Road sign recognition is of great interest in Intelligent Transportation and Automatic Vehicles. However, this problem is non-trivial owing to limitations such as low resolution of input video, poor lighting condition, cluttered background, and changing scales/views while vehicles are moving. A comprehensive approach to online detection and recognition of traffic signs is presented in this work. The process is comprised of the typical three stages of detection, tracking and recognition, as commonly used in many object recognition problems. At the detection stage, a quad-tree operation is performed first on the densities of sign-specific colour gradients in order to locate the regions of interest. A regular polygon detector or a boosted classifier cascade is then used to detect the possible signs. We have also developed a Confidence-Weighted Mean Shift algorithm to refine the often redundant detection results. For the recognition, we have developed and evaluated several different approaches, including the model-based method of class specific discriminative features and data-driven methods of SimBoost and similarity-learning kernel regression trees. We have also demonstrated that these methods can be used for other general object recognition.

References:
• A. Ruta, F. Porikli, S. Watanabe, and Y. Li. In-vehicle camera traffic sign detection and recognition. Machine Vision and Applications, volume 22, number 2, pages 359-375, 2011.
• A. Ruta, Y. Li and X. Liu. Robust Class Similarity Measure for Traffic Sign Recognition. IEEE Transactions on Intelligent Transportation Systems, volume 11, issue 4, pages 846-855, 2010.
• A. Ruta, Y. Li and X. Liu. Real-Time Traffic Sign Recognition from Video by Class-Specific Discriminative Features. Pattern Recognition, volume 43, issue 1, pages 416-430, 2010.
• A. Ruta, Y. Li, F. Porikli, S. Watanabe, H. Kage, K. Sumi. A New Approach for In-Vehicle Camera Traffic Sign Detection and Recognition. In Proc. IAPR Conference on Machine Vision Applications, Japan, 2009. MVA Most Influential Paper over the Decade Award (Awarded in 2019).
• A. Ruta, Y. Li, and X. Liu. Detection, Tracking and Recognition of Traffic Signs from Video Input. The 11th International IEEE Conference on Intelligent Transportation Systems, Beijing, 2008.
• A. Ruta, Y. Li and X. Liu. Towards Real-Time Traffic Sign Recognition by Class-Specific Discriminative Features. In Proc. British Machine Vision Conference, Warwich, UK, September 2007. Best Poster Prize.
• A. Ruta, Y. Li and X. Liu. Traffic Sign Recognition Using Discriminative Local Features. In Advances in Intelligent Data Analysis VII, pages 355-366, 2007.
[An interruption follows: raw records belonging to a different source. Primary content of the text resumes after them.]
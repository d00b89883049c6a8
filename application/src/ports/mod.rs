//! Port definitions (interfaces for external adapters)
//!
//! - [`worker`]: the capability steps dispatch tasks to
//! - [`summarizer`]: folds overflowing history into one entry
//! - [`fallback`]: replacement results for the fallback failure policy

pub mod fallback;
pub mod summarizer;
pub mod worker;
4. Forveated Real-Time Ray Tracing

Ray tracing is capable of generating high degree of realistic images but suffers from real-time performance. We have presented an approach that significantly improves the real-time performance of ray tracing. This is done by combining foveated rendering based on eye tracking with reprojection rendering using previous frames in order to drastically reduce the number of new image samples per frame. To reproject samples a coarse geometry is reconstructed from a G-Buffer. Possible errors introduced by this reprojection as well as parts that are critical to the perception are scheduled for resampling. Additionally, a coarse colour buffer is used to provide an initial image, refined smoothly by more samples were needed.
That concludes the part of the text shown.